8
 
 美代子のお通夜から帰ると、家の門前でロイが待っていた。門柱によりかかり、深刻な顔つきで、じいっと地面を見つめてる。半分以上は闇に溶け込みながら、くっきりとした陰影で映し出されたロイの顔は、外灯の薄明かりにぼんやり照らされて、いっそう青白く見える。
「どうしたの?」
 声を掛けると、弾かれたようにこちらを向いた。あたしの服装を見て、目を見張る。
「君こそ…、その格好は?」
「美代子……友達が死んでね、今日、お通夜だったの。後かたずけ手伝ってたら、遅くなっちゃった。……なんか、ずっと信じらんなくて……」
 言いながら、美代子の顔が思い出されて、あたしは涙があふれでるのを止められなかった。
 後で刑事さんから聞いた話しでは、美代子は妊娠していたらしい。ご両親も、全然気づいてなくて、相手とか、誰も見当がつかなかったようだ。元気のなかった美代子……。

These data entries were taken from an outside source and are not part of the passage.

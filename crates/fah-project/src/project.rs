//! The project entity graph
//!
//! A [`Project`] owns every registered part in an arena and keeps one
//! lookup index per identity attribute. Indices map a key to an arena slot;
//! parts without a key (empty uid, unnamed channel, ...) are members of the
//! arena but absent from that index.

use std::collections::btree_map::Entry;
use std::collections::BTreeMap;
use std::fmt;

use chrono::{DateTime, Utc};
use fah_core::{Channel, Device, FahFunction, FahString, Floor, Located, Part, PartKind, Room};
use tracing::{trace, warn};

use crate::error::{ProjectError, ProjectResult};
use crate::handle::{Handle, PartHandle, ProjectId};

/// The parts of one loaded SysAP installation
#[derive(Debug)]
pub struct Project {
    id: ProjectId,
    loaded_at: DateTime<Utc>,

    /// Arena: all registered parts in registration order
    parts: Vec<Part>,

    /// Scalar settings of the SysAP itself
    sysap: BTreeMap<String, String>,

    /// Scalar project configuration
    config: BTreeMap<String, String>,

    /// Index: name id -> slot
    string_by_name_id: BTreeMap<u32, usize>,

    /// Index: function id -> slot
    function_by_function_id: BTreeMap<u32, usize>,

    /// Index: floor uid -> slot
    floor_by_uid: BTreeMap<String, usize>,

    /// Index: floor name -> slot
    floor_by_name: BTreeMap<String, usize>,

    /// Index: room uid -> slot
    room_by_uid: BTreeMap<String, usize>,

    /// Index: serial number -> slot
    device_by_serial_number: BTreeMap<String, usize>,

    /// Index: channel name -> slot
    channel_by_name: BTreeMap<String, usize>,
}

impl Project {
    /// Create an empty project
    pub fn new() -> Self {
        Self {
            id: ProjectId::next(),
            loaded_at: Utc::now(),
            parts: Vec::new(),
            sysap: BTreeMap::new(),
            config: BTreeMap::new(),
            string_by_name_id: BTreeMap::new(),
            function_by_function_id: BTreeMap::new(),
            floor_by_uid: BTreeMap::new(),
            floor_by_name: BTreeMap::new(),
            room_by_uid: BTreeMap::new(),
            device_by_serial_number: BTreeMap::new(),
            channel_by_name: BTreeMap::new(),
        }
    }

    pub fn id(&self) -> ProjectId {
        self.id
    }

    /// When this project was created
    pub fn loaded_at(&self) -> DateTime<Utc> {
        self.loaded_at
    }

    /// Number of registered parts, indexed or not
    pub fn len(&self) -> usize {
        self.parts.len()
    }

    pub fn is_empty(&self) -> bool {
        self.parts.is_empty()
    }

    /// Register a part, taking ownership of it
    ///
    /// The returned handle is owned by this project. A key that is already
    /// indexed is overwritten: the new part wins the index entry and the
    /// previous part stays a member, reachable only through its handle.
    pub fn register(&mut self, part: impl Into<Part>) -> PartHandle {
        let part = part.into();
        let slot = self.parts.len();

        self.index_part(slot, &part);
        trace!("Registered {} #{} in {}", part.part_type(), slot, self.id);
        self.parts.push(part);

        Handle::new(self.id, slot)
    }

    /// Register a part and get a handle typed by its kind
    pub fn create<T: PartKind>(&mut self, part: T) -> Handle<T> {
        let handle = self.register(part);
        Handle::new(handle.owner(), handle.slot())
    }

    pub fn create_string(&mut self, name_id: u32, text: impl Into<String>) -> Handle<FahString> {
        self.create(FahString::new(name_id, text))
    }

    pub fn create_function(&mut self, function_id: u32) -> Handle<FahFunction> {
        self.create(FahFunction::new(function_id))
    }

    pub fn create_floor(&mut self, uid: impl Into<String>) -> Handle<Floor> {
        self.create(Floor::new(uid))
    }

    pub fn create_room(&mut self, uid: impl Into<String>) -> Handle<Room> {
        self.create(Room::new(uid))
    }

    pub fn create_device(&mut self, serial_number: impl Into<String>) -> Handle<Device> {
        self.create(Device::new(serial_number))
    }

    /// Register a channel of a device
    pub fn create_channel(
        &mut self,
        serial_number: impl Into<String>,
        name: impl Into<String>,
    ) -> Handle<Channel> {
        self.create(Channel::new(name).on_device(serial_number))
    }

    /// Re-attach an already registered part
    ///
    /// A handle this project issued is returned unchanged and nothing is
    /// re-indexed. A handle owned by another project is rejected.
    pub fn attach<T>(&self, handle: Handle<T>) -> ProjectResult<Handle<T>> {
        if self.contains(handle) {
            Ok(handle)
        } else {
            Err(ProjectError::ForeignPart {
                owner: handle.owner(),
                project: self.id,
                slot: handle.slot(),
            })
        }
    }

    /// Check whether a handle was issued by this project
    pub fn contains<T>(&self, handle: Handle<T>) -> bool {
        handle.owner() == self.id && handle.slot() < self.parts.len()
    }

    /// Resolve a handle; handles of other projects resolve to `None`
    pub fn get<T: PartKind>(&self, handle: Handle<T>) -> Option<&T> {
        if handle.owner() != self.id {
            return None;
        }
        self.part_at(handle.slot())
    }

    /// Iterate over all members in registration order
    pub fn parts(&self) -> impl Iterator<Item = (PartHandle, &Part)> + '_ {
        self.parts
            .iter()
            .enumerate()
            .map(move |(slot, part)| (Handle::new(self.id, slot), part))
    }

    fn index_part(&mut self, slot: usize, part: &Part) {
        match part {
            Part::String(string) => {
                index_key(&mut self.string_by_name_id, "name id", string.name_id, slot);
            }
            Part::Function(function) => {
                index_key(
                    &mut self.function_by_function_id,
                    "function id",
                    function.function_id,
                    slot,
                );
            }
            Part::Floor(floor) => {
                index_text(&mut self.floor_by_uid, "floor uid", Some(&floor.uid), slot);
                index_text(
                    &mut self.floor_by_name,
                    "floor name",
                    floor.name.as_deref(),
                    slot,
                );
            }
            Part::Room(room) => {
                index_text(&mut self.room_by_uid, "room uid", Some(&room.uid), slot);
            }
            Part::Device(device) => {
                index_text(
                    &mut self.device_by_serial_number,
                    "serial number",
                    Some(&device.serial_number),
                    slot,
                );
            }
            Part::Channel(channel) => {
                index_text(
                    &mut self.channel_by_name,
                    "channel name",
                    channel.name.as_deref(),
                    slot,
                );
            }
        }
    }

    // Settings

    pub fn set_config_value(&mut self, name: impl Into<String>, value: impl Into<String>) {
        self.config.insert(name.into(), value.into());
    }

    pub fn set_sysap_value(&mut self, name: impl Into<String>, value: impl Into<String>) {
        self.sysap.insert(name.into(), value.into());
    }

    pub fn config_value(&self, name: &str) -> Option<&str> {
        self.config.get(name).map(String::as_str)
    }

    pub fn sysap_value(&self, name: &str) -> Option<&str> {
        self.sysap.get(name).map(String::as_str)
    }

    /// Project configuration, ordered by name
    pub fn config(&self) -> &BTreeMap<String, String> {
        &self.config
    }

    /// SysAP settings, ordered by name
    pub fn sysap(&self) -> &BTreeMap<String, String> {
        &self.sysap
    }

    // Enumeration

    /// All indexed channels, ordered by name
    pub fn all_channels(&self) -> impl Iterator<Item = &Channel> + '_ {
        self.indexed::<_, Channel>(&self.channel_by_name)
    }

    /// All indexed floors, ordered by uid
    pub fn all_floors(&self) -> impl Iterator<Item = &Floor> + '_ {
        self.indexed::<_, Floor>(&self.floor_by_uid)
    }

    /// All indexed rooms, ordered by uid
    pub fn all_rooms(&self) -> impl Iterator<Item = &Room> + '_ {
        self.indexed::<_, Room>(&self.room_by_uid)
    }

    /// All indexed devices, ordered by serial number
    pub fn all_devices(&self) -> impl Iterator<Item = &Device> + '_ {
        self.indexed::<_, Device>(&self.device_by_serial_number)
    }

    /// All functions, ordered by function id
    pub fn all_functions(&self) -> impl Iterator<Item = &FahFunction> + '_ {
        self.indexed::<_, FahFunction>(&self.function_by_function_id)
    }

    /// All strings, ordered by name id
    pub fn all_strings(&self) -> impl Iterator<Item = &FahString> + '_ {
        self.indexed::<_, FahString>(&self.string_by_name_id)
    }

    // Point lookups. Absent or empty keys are "not found".

    pub fn channel_by_name<'a>(&self, name: impl Into<Option<&'a str>>) -> Option<&Channel> {
        self.by_text(&self.channel_by_name, name.into())
    }

    pub fn floor_by_uid<'a>(&self, uid: impl Into<Option<&'a str>>) -> Option<&Floor> {
        self.by_text(&self.floor_by_uid, uid.into())
    }

    pub fn floor_by_name<'a>(&self, name: impl Into<Option<&'a str>>) -> Option<&Floor> {
        self.by_text(&self.floor_by_name, name.into())
    }

    pub fn room_by_uid<'a>(&self, uid: impl Into<Option<&'a str>>) -> Option<&Room> {
        self.by_text(&self.room_by_uid, uid.into())
    }

    pub fn device_by_serial_number<'a>(
        &self,
        serial_number: impl Into<Option<&'a str>>,
    ) -> Option<&Device> {
        self.by_text(&self.device_by_serial_number, serial_number.into())
    }

    pub fn function_by_function_id(
        &self,
        function_id: impl Into<Option<u32>>,
    ) -> Option<&FahFunction> {
        let slot = *self.function_by_function_id.get(&function_id.into()?)?;
        self.part_at(slot)
    }

    pub fn string_by_name_id(&self, name_id: impl Into<Option<u32>>) -> Option<&FahString> {
        let slot = *self.string_by_name_id.get(&name_id.into()?)?;
        self.part_at(slot)
    }

    // Relationships, resolved on demand. Dangling references are `None`.

    /// The floor a room, device or channel is on
    pub fn floor_of(&self, part: &impl Located) -> Option<&Floor> {
        self.floor_by_uid(part.floor_uid())
    }

    /// The room a device or channel is in (a room resolves to itself)
    pub fn room_of(&self, part: &impl Located) -> Option<&Room> {
        self.room_by_uid(part.room_uid())
    }

    pub fn function_of(&self, channel: &Channel) -> Option<&FahFunction> {
        self.function_by_function_id(channel.function_id)
    }

    pub fn device_of(&self, channel: &Channel) -> Option<&Device> {
        self.device_by_serial_number(channel.device_serial.as_deref())
    }

    /// Display text of a function, if its name id resolves
    pub fn function_name(&self, function: &FahFunction) -> Option<&str> {
        self.string_by_name_id(function.name_id)
            .map(|string| string.text.as_str())
    }

    /// Name to show for a channel: its own display name, else its function's
    pub fn display_name_of<'a>(&'a self, channel: &'a Channel) -> Option<&'a str> {
        channel.display_name.as_deref().or_else(|| {
            self.function_of(channel)
                .and_then(|function| self.function_name(function))
        })
    }

    /// Indexed rooms on a floor, ordered by uid
    pub fn rooms_on<'a>(&'a self, floor: &'a Floor) -> impl Iterator<Item = &'a Room> + 'a {
        self.all_rooms()
            .filter(move |room| room.floor_uid.as_deref() == Some(floor.uid.as_str()))
    }

    /// Channels of a device (named or not), in registration order
    pub fn channels_of<'a>(
        &'a self,
        device: &'a Device,
    ) -> impl Iterator<Item = &'a Channel> + 'a {
        self.parts
            .iter()
            .filter_map(Channel::from_part)
            .filter(move |channel| {
                !device.serial_number.is_empty()
                    && channel.device_serial.as_deref() == Some(device.serial_number.as_str())
            })
    }

    fn part_at<T: PartKind>(&self, slot: usize) -> Option<&T> {
        self.parts.get(slot).and_then(T::from_part)
    }

    fn by_text<T: PartKind>(
        &self,
        index: &BTreeMap<String, usize>,
        key: Option<&str>,
    ) -> Option<&T> {
        let key = key.filter(|key| !key.is_empty())?;
        let slot = *index.get(key)?;
        self.part_at(slot)
    }

    fn indexed<'a, K, T>(
        &'a self,
        index: &'a BTreeMap<K, usize>,
    ) -> impl Iterator<Item = &'a T> + 'a
    where
        K: 'a,
        T: PartKind + 'a,
    {
        index.values().filter_map(move |&slot| self.part_at(slot))
    }
}

impl Default for Project {
    fn default() -> Self {
        Self::new()
    }
}

/// Insert into an index, overwriting (and logging) an existing entry
fn index_key<K: Ord + fmt::Debug>(
    index: &mut BTreeMap<K, usize>,
    label: &str,
    key: K,
    slot: usize,
) {
    match index.entry(key) {
        Entry::Occupied(mut entry) => {
            warn!(
                "Duplicate {} {:?}: part #{} replaces #{} in the index",
                label,
                entry.key(),
                slot,
                entry.get()
            );
            entry.insert(slot);
        }
        Entry::Vacant(entry) => {
            entry.insert(slot);
        }
    }
}

/// Index by a text key, skipping absent and empty keys
fn index_text(index: &mut BTreeMap<String, usize>, label: &str, key: Option<&str>, slot: usize) {
    match key {
        Some(key) if !key.is_empty() => index_key(index, label, key.to_string(), slot),
        _ => trace!("Part #{} has no {}, not indexed", slot, label),
    }
}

「自殺かも知れないって……、刑事さんが……。あたしは、何も判らなかった。友達だったのに、何も……。美代子は、一人でいろんな想い抱えて……。あたしには、何にも話してくれなかったの……」
 それに、何故あの駅……、美代子の家と反対方向のうちの近くの駅に、あの朝いたのかも………。朝練があるからと言って早朝に家を出たそうだけど、何故そんな嘘をついたのかしら。
 一瞬トリップしたあたしを、ロイの声が引き戻した。
「……、かわいそうに……。突然の死って奴は置いて行かれた者をも不幸にするからね」
 ロイは、痛ましそうに、両の目頭を押さえた。
 しんみりとした沈黙。
 あたしは、見も知らぬ筈の美代子のために涙するロイを、複雑な気分で見つめた。この人に、あの日のチャールズのこと聞いたら、どんな顔するかしら。ううん、この人はきっと関係ない。
「ロイ…? 何か、あたしに用だったんじゃないの」
 ロイは、慌てて顔を掌で拭うと、弱々しく微笑んだ。
「いや…、別に、ちょっと顔がみたくなっただけなんだ」
 あ、なんか、ごまかしてる感じ。
「ほんとに?」
「何でもないんだ。じゃ、また明日」
 そう言って、立ち去ろうと、ロイは身を翻した。
「ロイ………?」
 二、三歩行って、あたしの声に引き留められ、彼はまた振り返った。じっとあたしを見つめる。その瞳は、寂しげで、切なげで、物言いたげで…。
 あたしも黙って、ロイの言葉を待った。
 かなり長く感じられた沈黙の後、ロイの唇が微かに動いた。低く、甘く、そして、いつもよりずっと力無く、声が紡ぎ出された。
「さやか…、僕と…」
 唐突に、呟くようにそこまで言って、ロイは言葉を切った。
「え?」
 よく意味がつかめず、あたしはロイの方に向き直って続きを待った。けれど、夜風にあおられる葉ずれの音があたし達を包むばかり。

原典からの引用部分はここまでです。